Looking at the distribution of haplotypes over time revealed no loss of genetic diversity. Moreover, the reconstructed population history of one species, the Fiordland Crested Penguin (Eudyptes pachyrhynchus), indicated constant population size over the last millennium.  Despite range contractions, the penguin populations seems to be doing fine. The authors write that “importantly, in cases where populations are genetically well connected, range contractions do not necessarily result in substantially reduced population sizes and genetic diversity.”


The Fiordland Penguin does not seem to suffer from recent range contractions (from:


Conservation of Penguins

Both studies provide important insights for penguin conservation. Pinpointing the barriers of dispersal can inform which populations are connected by gene flow and could potentially be managed as one unit. In addition, the use of ancient DNA can provide a perspective on the evolutionary history of population and how it has dealt with previous changes. Together these approaches can improve the way conservationists make decisions.
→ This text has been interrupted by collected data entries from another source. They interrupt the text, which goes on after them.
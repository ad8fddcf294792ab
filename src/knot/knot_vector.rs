use std::ops::Index;

use nalgebra::convert;
use simba::scalar::SupersetOf;

use crate::error::{NurbsError, Result};
use crate::misc::FloatingPoint;

/// Knot vector representation
/// Owns the degree of the curve it parameterizes together with its non-decreasing knots.
#[derive(Clone, Debug, PartialEq)]
pub struct KnotVector<T> {
    knots: Vec<T>,
    degree: usize,
    /// index of the last valid control point (`knots.len() - degree - 2`)
    n: usize,
    clamped: bool,
}

impl<T: FloatingPoint> KnotVector<T> {
    /// Create a knot vector of the given degree
    /// # Failures
    /// - if a knot is smaller than its predecessor (or is NaN)
    /// - if there are fewer than `degree + 2` knots
    ///
    /// # Example
    /// ```
    /// use nurbs_fit::prelude::*;
    /// let knots = KnotVector::try_new(vec![0., 0., 0., 1., 2., 3., 3., 3.], 2).unwrap();
    /// assert_eq!(knots.n(), 4);
    /// assert!(knots.is_clamped());
    ///
    /// let invalid = KnotVector::try_new(vec![0., 0., 2., 1., 3., 3.], 2);
    /// assert!(invalid.is_err());
    /// ```
    pub fn try_new(knots: Vec<T>, degree: usize) -> Result<Self> {
        if let Some(lower) = knots
            .windows(2)
            .position(|pair| !(pair[0] <= pair[1]))
        {
            return Err(NurbsError::InvalidKnotSequence {
                lower,
                upper: lower + 1,
                lower_value: knots[lower].to_f64().unwrap_or(f64::NAN),
                upper_value: knots[lower + 1].to_f64().unwrap_or(f64::NAN),
            });
        }

        if knots.len() < degree + 2 {
            return Err(NurbsError::InsufficientKnots {
                knots: knots.len(),
                degree,
            });
        }

        let n = knots.len() - degree - 2;
        let clamped = Self::has_clamped_ends(&knots, degree);

        Ok(Self {
            knots,
            degree,
            n,
            clamped,
        })
    }

    /// Create a clamped knot vector by averaging `degree` consecutive parameters
    /// The result has `params.len() + degree + 1` knots,
    /// the first and last `degree + 1` of them being 0 and 1.
    ///
    /// # Example
    /// ```
    /// use nurbs_fit::prelude::*;
    /// let knots = KnotVector::try_averaging(&[0., 0.25, 0.5, 0.75, 1.], 2).unwrap();
    /// assert_eq!(knots.to_vec(), vec![0., 0., 0., 0.375, 0.625, 1., 1., 1.]);
    /// ```
    pub fn try_averaging(params: &[T], degree: usize) -> Result<Self> {
        if degree == 0 {
            return Err(NurbsError::InvalidInput(
                "knot averaging requires a degree of at least 1".to_string(),
            ));
        }
        if params.len() <= degree {
            return Err(NurbsError::InvalidInput(format!(
                "knot averaging of degree {} requires more than {} parameters, got {}",
                degree,
                degree,
                params.len()
            )));
        }

        let inv: T = T::one() / convert::<f64, T>(degree as f64);
        let interior = params.len() - degree - 1;

        let mut knots = vec![T::zero(); degree + 1];
        knots.extend((1..=interior).map(|j| {
            params[j..j + degree]
                .iter()
                .fold(T::zero(), |acc, u| acc + *u)
                * inv
        }));
        knots.extend(std::iter::repeat_n(T::one(), degree + 1));

        Self::try_new(knots, degree)
    }

    fn has_clamped_ends(knots: &[T], degree: usize) -> bool {
        let head = &knots[..=degree];
        let tail = &knots[knots.len() - degree - 1..];
        head.iter().all(|k| *k == head[0]) && tail.iter().all(|k| *k == tail[0])
    }

    pub fn degree(&self) -> usize {
        self.degree
    }

    /// Index of the last valid control point
    pub fn n(&self) -> usize {
        self.n
    }

    /// Check if the knot vector is clamped
    /// `clamped` means the first and last `degree + 1` knots are equal
    /// e.g. [0, 0, 0, 1, 2, 3, 3, 3] with degree 2 is clamped
    pub fn is_clamped(&self) -> bool {
        self.clamped
    }

    pub fn len(&self) -> usize {
        self.knots.len()
    }

    pub fn is_empty(&self) -> bool {
        self.knots.is_empty()
    }

    pub fn to_vec(&self) -> Vec<T> {
        self.knots.clone()
    }

    pub fn as_slice(&self) -> &[T] {
        &self.knots
    }

    pub fn iter(&self) -> std::slice::Iter<'_, T> {
        self.knots.iter()
    }

    pub fn first(&self) -> T {
        self.knots[0]
    }

    pub fn last(&self) -> T {
        self.knots[self.knots.len() - 1]
    }

    /// Get the parametric domain `[knots[degree], knots[n + 1]]`
    pub fn domain(&self) -> (T, T) {
        (self.knots[self.degree], self.knots[self.n + 1])
    }

    /// Find the knot span index by binary search
    /// Returns `i` with `knots[i] <= u < knots[i + 1]`;
    /// parameters at or beyond the end of the domain map to the last span `n`.
    ///
    /// # Example
    /// ```
    /// use nurbs_fit::prelude::*;
    /// let knots = KnotVector::try_new(vec![0., 0., 0., 1., 2., 3., 3., 3.], 2).unwrap();
    /// assert_eq!(knots.find_span(2.5), 4);
    /// assert_eq!(knots.find_span(3.), 4);
    /// assert_eq!(knots.find_span(0.), 2);
    /// ```
    pub fn find_span(&self, u: T) -> usize {
        let n = self.n;
        if u >= self[n + 1] {
            return n;
        }

        let mut low = self.degree;
        let mut high = n + 1;
        let mut mid = (low + high) / 2;
        while (u < self[mid] || u >= self[mid + 1]) && low < high {
            if u < self[mid] {
                high = mid;
            } else {
                low = mid;
            }
            mid = (low + high) / 2;
        }

        mid
    }

    /// Compute the `degree + 1` non-vanishing basis functions `N[span - degree] ..= N[span]` at `u`
    pub fn basis_functions(&self, span: usize, u: T) -> Vec<T> {
        let degree = self.degree;
        let mut basis_functions = vec![T::zero(); degree + 1];
        let mut left = vec![T::zero(); degree + 1];
        let mut right = vec![T::zero(); degree + 1];

        basis_functions[0] = T::one();

        for j in 1..=degree {
            left[j] = u - self[span + 1 - j];
            right[j] = self[span + j] - u;
            let mut saved = T::zero();

            for r in 0..j {
                let temp = basis_functions[r] / (right[r + 1] + left[j - r]);
                basis_functions[r] = saved + right[r + 1] * temp;
                saved = left[j - r] * temp;
            }

            basis_functions[j] = saved;
        }

        basis_functions
    }

    /// Cast the knot vector to another floating point type
    /// # Example
    /// ```
    /// use nurbs_fit::prelude::*;
    /// let knots: KnotVector<f64> = KnotVector::try_new(vec![0., 0., 1., 1.], 1).unwrap();
    /// let knots2 = knots.cast::<f32>();
    /// assert_eq!(knots2.last(), 1.0f32);
    /// ```
    pub fn cast<F: FloatingPoint + SupersetOf<T>>(&self) -> KnotVector<F> {
        KnotVector {
            knots: self.knots.iter().map(|v| convert(*v)).collect(),
            degree: self.degree,
            n: self.n,
            clamped: self.clamped,
        }
    }
}

impl<T> Index<usize> for KnotVector<T> {
    type Output = T;
    fn index(&self, index: usize) -> &Self::Output {
        &self.knots[index]
    }
}

#[cfg(feature = "serde")]
impl<T> serde::Serialize for KnotVector<T>
where
    T: FloatingPoint + serde::Serialize,
{
    fn serialize<S>(&self, serializer: S) -> std::result::Result<S::Ok, S::Error>
    where
        S: serde::Serializer,
    {
        use serde::ser::SerializeStruct;
        let mut state = serializer.serialize_struct("KnotVector", 2)?;
        state.serialize_field("knots", &self.knots)?;
        state.serialize_field("degree", &self.degree)?;
        state.end()
    }
}

/// `n` and `clamped` are derived from the knots, so only `knots` and `degree` are read
/// and the result goes through [`KnotVector::try_new`].
#[cfg(feature = "serde")]
impl<'de, T> serde::Deserialize<'de> for KnotVector<T>
where
    T: FloatingPoint + serde::Deserialize<'de>,
{
    fn deserialize<S>(deserializer: S) -> std::result::Result<Self, S::Error>
    where
        S: serde::Deserializer<'de>,
    {
        use serde::de::{self, MapAccess, Visitor};

        #[derive(Debug)]
        enum Field {
            Knots,
            Degree,
        }

        impl<'de> serde::Deserialize<'de> for Field {
            fn deserialize<S>(deserializer: S) -> std::result::Result<Self, S::Error>
            where
                S: serde::Deserializer<'de>,
            {
                struct FieldVisitor;

                impl Visitor<'_> for FieldVisitor {
                    type Value = Field;

                    fn expecting(&self, formatter: &mut std::fmt::Formatter) -> std::fmt::Result {
                        formatter.write_str("`knots` or `degree`")
                    }

                    fn visit_str<E>(self, value: &str) -> std::result::Result<Field, E>
                    where
                        E: de::Error,
                    {
                        match value {
                            "knots" => Ok(Field::Knots),
                            "degree" => Ok(Field::Degree),
                            _ => Err(de::Error::unknown_field(value, FIELDS)),
                        }
                    }
                }

                deserializer.deserialize_identifier(FieldVisitor)
            }
        }

        struct KnotVectorVisitor<T>(std::marker::PhantomData<T>);

        impl<'de, T> Visitor<'de> for KnotVectorVisitor<T>
        where
            T: FloatingPoint + serde::Deserialize<'de>,
        {
            type Value = KnotVector<T>;

            fn expecting(&self, formatter: &mut std::fmt::Formatter) -> std::fmt::Result {
                formatter.write_str("struct KnotVector")
            }

            fn visit_map<V>(self, mut map: V) -> std::result::Result<Self::Value, V::Error>
            where
                V: MapAccess<'de>,
            {
                let mut knots: Option<Vec<T>> = None;
                let mut degree: Option<usize> = None;
                while let Some(key) = map.next_key()? {
                    match key {
                        Field::Knots => {
                            if knots.is_some() {
                                return Err(de::Error::duplicate_field("knots"));
                            }
                            knots = Some(map.next_value()?);
                        }
                        Field::Degree => {
                            if degree.is_some() {
                                return Err(de::Error::duplicate_field("degree"));
                            }
                            degree = Some(map.next_value()?);
                        }
                    }
                }

                let knots = knots.ok_or_else(|| de::Error::missing_field("knots"))?;
                let degree = degree.ok_or_else(|| de::Error::missing_field("degree"))?;
                KnotVector::try_new(knots, degree).map_err(de::Error::custom)
            }
        }

        const FIELDS: &[&str] = &["knots", "degree"];
        deserializer.deserialize_struct(
            "KnotVector",
            FIELDS,
            KnotVectorVisitor::<T>(std::marker::PhantomData),
        )
    }
}

#[cfg(test)]
mod tests {
    use approx::assert_relative_eq;

    use super::KnotVector;
    use crate::error::NurbsError;

    fn clamped_cubic() -> KnotVector<f64> {
        KnotVector::try_new(
            vec![0., 0., 0., 0., 0.2, 0.45, 0.5, 0.8, 1., 1., 1., 1.],
            3,
        )
        .unwrap()
    }

    #[test]
    fn rejects_decreasing_knots() {
        let err = KnotVector::try_new(vec![0., 0., 0.7, 0.5, 1., 1.], 1).unwrap_err();
        assert_eq!(
            err,
            NurbsError::InvalidKnotSequence {
                lower: 2,
                upper: 3,
                lower_value: 0.7,
                upper_value: 0.5,
            }
        );
    }

    #[test]
    fn rejects_nan_knots() {
        let err = KnotVector::try_new(vec![0., f64::NAN, 1., 1.], 1).unwrap_err();
        assert!(matches!(
            err,
            NurbsError::InvalidKnotSequence { lower: 0, upper: 1, .. }
        ));
    }

    #[test]
    fn rejects_too_few_knots() {
        let err = KnotVector::try_new(vec![0., 0., 1.], 2).unwrap_err();
        assert_eq!(err, NurbsError::InsufficientKnots { knots: 3, degree: 2 });
    }

    #[test]
    fn clamped_flag() {
        assert!(clamped_cubic().is_clamped());
        let uniform = KnotVector::try_new(vec![0., 1., 2., 3., 4., 5., 6.], 2).unwrap();
        assert!(!uniform.is_clamped());
        assert_eq!(uniform.n(), 3);
        assert_eq!(uniform.domain(), (2., 4.));
    }

    #[test]
    fn span_bounds() {
        let knots = clamped_cubic();
        assert_eq!(knots.n(), 7);
        assert_eq!(knots.find_span(0.), 3);
        assert_eq!(knots.find_span(0.2), 4);
        assert_eq!(knots.find_span(0.47), 5);
        assert_eq!(knots.find_span(0.99), 7);
        assert_eq!(knots.find_span(1.), 7);
        assert_eq!(knots.find_span(1.5), 7);
        assert_eq!(knots.find_span(-0.5), 3);
    }

    #[test]
    fn span_is_monotonic() {
        let knots = clamped_cubic();
        let mut prev = knots.find_span(0.);
        for i in 1..=1000 {
            let span = knots.find_span(i as f64 / 1000.);
            assert!(span >= prev);
            assert!(span >= knots.degree() && span <= knots.n());
            prev = span;
        }
    }

    #[test]
    fn span_contains_parameter() {
        let knots = clamped_cubic();
        for i in 0..1000 {
            let u = i as f64 / 1000.;
            let span = knots.find_span(u);
            assert!(knots[span] <= u && u < knots[span + 1]);
        }
    }

    #[test]
    fn partition_of_unity() {
        let knots = clamped_cubic();
        for i in 0..=500 {
            let u = i as f64 / 500.;
            let span = knots.find_span(u);
            let basis = knots.basis_functions(span, u);
            assert_eq!(basis.len(), 4);
            assert!(basis.iter().all(|b| *b >= -1e-12));
            assert_relative_eq!(basis.iter().sum::<f64>(), 1.0, epsilon = 1e-9);
        }
    }

    #[test]
    fn basis_at_domain_ends() {
        let knots = clamped_cubic();
        let start = knots.basis_functions(knots.find_span(0.), 0.);
        assert_relative_eq!(start[0], 1.0);
        let end = knots.basis_functions(knots.find_span(1.), 1.);
        assert_relative_eq!(end[3], 1.0);
    }

    #[test]
    fn linear_basis() {
        let knots = KnotVector::try_new(vec![0., 0., 0.5, 1., 1.], 1).unwrap();
        let span = knots.find_span(0.25);
        assert_eq!(span, 1);
        let basis = knots.basis_functions(span, 0.25);
        assert_relative_eq!(basis[0], 0.5);
        assert_relative_eq!(basis[1], 0.5);
    }

    #[test]
    fn averaging_rejects_degenerate_input() {
        assert!(KnotVector::try_averaging(&[0., 0.5, 1.], 0).is_err());
        assert!(KnotVector::try_averaging(&[0., 0.5, 1.], 3).is_err());
    }

    #[test]
    fn averaging_length() {
        let params = [0., 0.1, 0.3, 0.4, 0.7, 0.8, 1.];
        let knots = KnotVector::try_averaging(&params, 3).unwrap();
        assert_eq!(knots.len(), params.len() + 3 + 1);
        assert!(knots.is_clamped());
        assert_relative_eq!(knots[4], (0.1 + 0.3 + 0.4) / 3., epsilon = 1e-12);
        assert_relative_eq!(knots[6], (0.4 + 0.7 + 0.8) / 3., epsilon = 1e-12);
    }
}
Clucas, G. V., Younger, J. L., Kao, D., Emmerson, L., Southwell, C., Wienecke, B., Rogers, A.D., Bost, C.-A., Miller, G.D., Polito, M.J., Lelliot, P., Handley, J., Crofts, S., Philips, R.A., Dunn, M.J., Miller, K.J. & Hart, T.  (2018). Comparative population genomics reveals key barriers to dispersal in Southern Ocean penguins. Molecular ecology, 27(23), 4680-4697.

Cole, T.L., Rawlence, N.J., Dussex, N., Ellenberg, U., Houston, D.M., Mattern, T., Miskelly, C.M., Morrison, K.W., Paul Scofield, R., Tennyson, A.J.D., Thompson, D.R., Wood, J.R., Waters, J.M. (2018) Ancient DNA of crested penguins: Testing for temporal genetic shifts in the world’ s most diverse penguin clade. Molecular Phylogenetics and Evolution.